Lies, lies, and more lies, I don't believe for a second that someone from his school had done something like that, Ben and Doug would have intervened, it would have happened even before he asked me for help, and if they saw me with him when he left school then I don't think they would dare to put a hand on him.

Everything was caused by Cruella, that's evident, and she managed to cover it.

But… England? Carlos never mentioned something similar, I would have put all my attention if he had mentioned that he comes from another continent, his appearance didn't seem to come from another place, dammit, he doesn't even have the accent when he's speaking, the same kind of funny accent of Ally.

I look up when I notice the silence that I caused for staying in my thoughts, the old lady is still standing in the doorway, just smiling, like a robotic puppet that was programmed to say all that if someone knocked on the door, and I would believe that it she false if she didn't breathe.

"S-so" I speak with the knot still in my throat, and I try to control myself so I don't fall on my knees, so I don't sink into tears. "They m-moved".

"Indeed, for the well-being of the boy" the woman walks a couple of steps to put her hand on my cheek. "It must be very difficult to have lost a friend like that".

"He wasn't my friend" I swallow down the sob, "he was my boyfriend".

Shit, saying that word out loud is much better than keeping it for all this time, it feels good coming out of my mouth, it tickles my stomach just thinking about it, and it matters, because there can be simple pity for losing someone with a friendly bond, but losing someone with a loving bond has a greater importance in who lives it, and in others.

"Oh, my" she looks into my eyes and pats my cheek, I just don't change my expression and I keep calm, because I don't think she's willing to deal with my emotional breakdown. "It's a shame, young man, I'm sorry for your loss".

"Yeah, it's okay, I'm sorry I bothered you at this time" I move his hand and run my fingers over its back. "Thanks for the info".

I turn on my heels and walk down the porch steps, the darkness of the night has completely enveloped the sky, the stars begin to be visible, even the thin line of sunlight that continues on the horizon tries to fight to stay there, but for simple matter of nature it won't.
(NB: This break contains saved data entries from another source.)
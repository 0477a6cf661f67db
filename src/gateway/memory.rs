//! In-memory persistence gateway.
//!
//! The donor plugin's models are plain structs with no live database in
//! this pack (design SPEC_FULL note); an in-memory fake behind the same
//! trait the `sqlx` backend implements is the idiomatic stand-in and is
//! what the rest of the unit test suite exercises.

use std::collections::HashMap;
use std::sync::Arc;

use async_trait::async_trait;
use parking_lot::Mutex;
use uuid::Uuid;

use crate::error::AppError;
use crate::gateway::PersistenceGateway;
use crate::models::segment::SegmentPredicate;
use crate::models::{
    AbTest, Assignment, Campaign, Recipient, SuppressionEntry, SuppressionScope, TrackingEvent,
    TrackingEventKind,
};

#[derive(Default)]
struct Store {
    campaigns: HashMap<Uuid, Campaign>,
    recipients: HashMap<Uuid, Recipient>,
    suppressions: HashMap<Uuid, SuppressionEntry>,
    ab_tests: HashMap<Uuid, AbTest>,
    assignments: HashMap<(Uuid, Uuid), Assignment>,
    events: HashMap<(Uuid, String, TrackingEventKindKey), TrackingEvent>,
    segments: HashMap<Uuid, (Uuid, SegmentPredicate)>,
}

#[derive(Debug, Clone, Copy, PartialEq, Eq, Hash)]
struct TrackingEventKindKey(u8);

impl From<TrackingEventKind> for TrackingEventKindKey {
    fn from(kind: TrackingEventKind) -> Self {
        Self(kind as u8)
    }
}

pub struct InMemoryGateway {
    store: Arc<Mutex<Store>>,
}

impl InMemoryGateway {
    pub fn new() -> Self {
        Self {
            store: Arc::new(Mutex::new(Store::default())),
        }
    }
}

impl Default for InMemoryGateway {
    fn default() -> Self {
        Self::new()
    }
}

impl InMemoryGateway {
    /// Test/seed helper: stores a segment's compiled predicate directly,
    /// standing in for the external segmentation engine's output.
    pub fn put_segment_predicate(&self, org: Uuid, segment: Uuid, predicate: SegmentPredicate) {
        self.store.lock().segments.insert(segment, (org, predicate));
    }
}

fn not_found(what: &str, id: Uuid) -> AppError {
    AppError::NotFound(format!("{what} {id}"))
}

fn guard_org(entity_org: Uuid, requested_org: Uuid, what: &str, id: Uuid) -> Result<(), AppError> {
    if entity_org != requested_org {
        return Err(not_found(what, id));
    }
    Ok(())
}

#[async_trait]
impl PersistenceGateway for InMemoryGateway {
    async fn list_orgs(&self) -> Result<Vec<Uuid>, AppError> {
        let store = self.store.lock();
        let mut orgs: Vec<Uuid> = store.campaigns.values().map(|c| c.org).collect();
        orgs.sort();
        orgs.dedup();
        Ok(orgs)
    }

    async fn get_campaign(&self, org: Uuid, id: Uuid) -> Result<Campaign, AppError> {
        let store = self.store.lock();
        let campaign = store.campaigns.get(&id).ok_or_else(|| not_found("campaign", id))?;
        guard_org(campaign.org, org, "campaign", id)?;
        Ok(campaign.clone())
    }

    async fn upsert_campaign(&self, campaign: Campaign) -> Result<Campaign, AppError> {
        let mut store = self.store.lock();
        store.campaigns.insert(campaign.id, campaign.clone());
        Ok(campaign)
    }

    async fn list_campaigns(&self, org: Uuid) -> Result<Vec<Campaign>, AppError> {
        let store = self.store.lock();
        Ok(store.campaigns.values().filter(|c| c.org == org).cloned().collect())
    }

    async fn get_recipient(&self, org: Uuid, id: Uuid) -> Result<Recipient, AppError> {
        let store = self.store.lock();
        let recipient = store.recipients.get(&id).ok_or_else(|| not_found("recipient", id))?;
        guard_org(recipient.org, org, "recipient", id)?;
        Ok(recipient.clone())
    }

    async fn upsert_recipient(&self, recipient: Recipient) -> Result<Recipient, AppError> {
        let mut store = self.store.lock();
        store.recipients.insert(recipient.id, recipient.clone());
        Ok(recipient)
    }

    async fn list_recipients(&self, org: Uuid) -> Result<Vec<Recipient>, AppError> {
        let store = self.store.lock();
        Ok(store.recipients.values().filter(|r| r.org == org).cloned().collect())
    }

    async fn list_recipients_by_list(&self, org: Uuid, list: Uuid) -> Result<Vec<Recipient>, AppError> {
        let store = self.store.lock();
        Ok(store
            .recipients
            .values()
            .filter(|r| r.org == org && r.list == Some(list))
            .cloned()
            .collect())
    }

    async fn find_recipient_by_email(&self, org: Uuid, email: &str) -> Result<Option<Recipient>, AppError> {
        let email = email.to_lowercase();
        let store = self.store.lock();
        Ok(store
            .recipients
            .values()
            .find(|r| r.org == org && r.email == email)
            .cloned())
    }

    async fn get_segment_predicate(&self, org: Uuid, segment: Uuid) -> Result<SegmentPredicate, AppError> {
        let store = self.store.lock();
        let (seg_org, predicate) = store
            .segments
            .get(&segment)
            .ok_or_else(|| not_found("segment", segment))?;
        guard_org(*seg_org, org, "segment", segment)?;
        Ok(predicate.clone())
    }

    async fn list_suppressions(&self, org: Uuid) -> Result<Vec<SuppressionEntry>, AppError> {
        let store = self.store.lock();
        Ok(store.suppressions.values().filter(|e| e.org == org).cloned().collect())
    }

    async fn add_suppression(&self, entry: SuppressionEntry) -> Result<SuppressionEntry, AppError> {
        let mut store = self.store.lock();
        store.suppressions.insert(entry.id, entry.clone());
        Ok(entry)
    }

    async fn remove_suppression(&self, org: Uuid, scope: SuppressionScope, value: &str) -> Result<(), AppError> {
        let mut store = self.store.lock();
        for entry in store.suppressions.values_mut() {
            if entry.org == org && entry.scope == scope && entry.value == value {
                entry.active = false;
            }
        }
        Ok(())
    }

    async fn suppress_and_record(
        &self,
        entry: SuppressionEntry,
        event: TrackingEvent,
    ) -> Result<(), AppError> {
        let mut store = self.store.lock();
        store.suppressions.insert(entry.id, entry);
        let key = (event.campaign, event.email_id.clone(), event.kind.into());
        store.events.insert(key, event);
        Ok(())
    }

    async fn get_ab_test(&self, org: Uuid, id: Uuid) -> Result<AbTest, AppError> {
        let store = self.store.lock();
        let test = store.ab_tests.get(&id).ok_or_else(|| not_found("ab_test", id))?;
        guard_org(test.org, org, "ab_test", id)?;
        Ok(test.clone())
    }

    async fn upsert_ab_test(&self, test: AbTest) -> Result<AbTest, AppError> {
        let mut store = self.store.lock();
        store.ab_tests.insert(test.id, test.clone());
        Ok(test)
    }

    async fn list_ab_tests(&self, org: Uuid) -> Result<Vec<AbTest>, AppError> {
        let store = self.store.lock();
        Ok(store.ab_tests.values().filter(|t| t.org == org).cloned().collect())
    }

    async fn insert_assignments(&self, assignments: Vec<Assignment>) -> Result<(), AppError> {
        let mut store = self.store.lock();
        for assignment in assignments {
            store
                .assignments
                .insert((assignment.test, assignment.recipient), assignment);
        }
        Ok(())
    }

    async fn get_assignment(&self, test: Uuid, recipient: Uuid) -> Result<Option<Assignment>, AppError> {
        let store = self.store.lock();
        Ok(store.assignments.get(&(test, recipient)).cloned())
    }

    async fn list_assignments(&self, test: Uuid) -> Result<Vec<Assignment>, AppError> {
        let store = self.store.lock();
        Ok(store
            .assignments
            .values()
            .filter(|a| a.test == test)
            .cloned()
            .collect())
    }

    async fn mark_assignment_sent(&self, test: Uuid, recipient: Uuid) -> Result<(), AppError> {
        let mut store = self.store.lock();
        if let Some(assignment) = store.assignments.get_mut(&(test, recipient)) {
            assignment.status = crate::models::ab_test::AssignmentStatus::Sent;
            assignment.sent_at = Some(chrono::Utc::now());
        }
        Ok(())
    }

    async fn record_event(&self, event: TrackingEvent) -> Result<bool, AppError> {
        let mut store = self.store.lock();
        let key = (event.campaign, event.email_id.clone(), event.kind.into());
        if store.events.contains_key(&key) {
            return Ok(false);
        }
        store.events.insert(key, event);
        Ok(true)
    }

    async fn list_events(&self, campaign: Uuid) -> Result<Vec<TrackingEvent>, AppError> {
        let store = self.store.lock();
        Ok(store
            .events
            .values()
            .filter(|e| e.campaign == campaign)
            .cloned()
            .collect())
    }

    async fn has_event(
        &self,
        campaign: Uuid,
        recipient: Uuid,
        kind: TrackingEventKind,
    ) -> Result<bool, AppError> {
        let store = self.store.lock();
        Ok(store
            .events
            .values()
            .any(|e| e.campaign == campaign && e.recipient == recipient && e.kind == kind))
    }
}

#[cfg(test)]
mod tests {
    use super::*;
    use crate::models::{Campaign, CampaignAudience, CampaignContent};

    fn content() -> CampaignContent {
        CampaignContent {
            subject: "Hi".into(),
            from_name: "Acme".into(),
            from_email: "acme@example.com".into(),
            reply_to: None,
            html: "<p>hi</p>".into(),
            text: None,
            tracking_domain: "track.example.com".into(),
        }
    }

    #[tokio::test]
    async fn cross_org_read_is_rejected() {
        let gateway = InMemoryGateway::new();
        let org_a = Uuid::new_v4();
        let org_b = Uuid::new_v4();
        let campaign = Campaign::new(org_a, CampaignAudience::List(Uuid::new_v4()), content());
        let id = campaign.id;
        gateway.upsert_campaign(campaign).await.unwrap();

        assert!(gateway.get_campaign(org_a, id).await.is_ok());
        assert!(gateway.get_campaign(org_b, id).await.is_err());
    }

    #[tokio::test]
    async fn event_recording_is_idempotent() {
        let gateway = InMemoryGateway::new();
        let campaign = Uuid::new_v4();
        let recipient = Uuid::new_v4();
        let event = TrackingEvent::new(campaign, recipient, "e1", TrackingEventKind::Opened);
        assert!(gateway.record_event(event.clone()).await.unwrap());
        let mut replay = event.clone();
        replay.id = Uuid::new_v4();
        assert!(!gateway.record_event(replay).await.unwrap());
        assert_eq!(gateway.list_events(campaign).await.unwrap().len(), 1);
    }
}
I'm feeling something like that now, the darkness is the new distance between us, the sun is him, and I'm on the darker side. My head hurts, it is a lot that I have to process, and I don't want to walk home, I just want to lie down in the nearest place and sleep for a whole week, maybe the whole month.

"Uh, excuse me, young man" she says again, and I stop without turning. Can you tell me what your name is?".

"Jay, the name's Jay" I turn my head, making her appear in my side view.

"Oh! Come back a minute, the boy left something for you".

A new emotion takes control of me, it entered through my ears when listening to her words and I don't know very well how to name it. My mind starts to work at an impressive speed, almost making smoke to come out, because I think maybe he left a clue to his new hiding place, where he could be if I ever reach that end of the Earth, or perhaps he decided to leave behind the gifts I gave him, so that the memories aren't so painful, and if he did something like that then I would live what some call as being dead in life.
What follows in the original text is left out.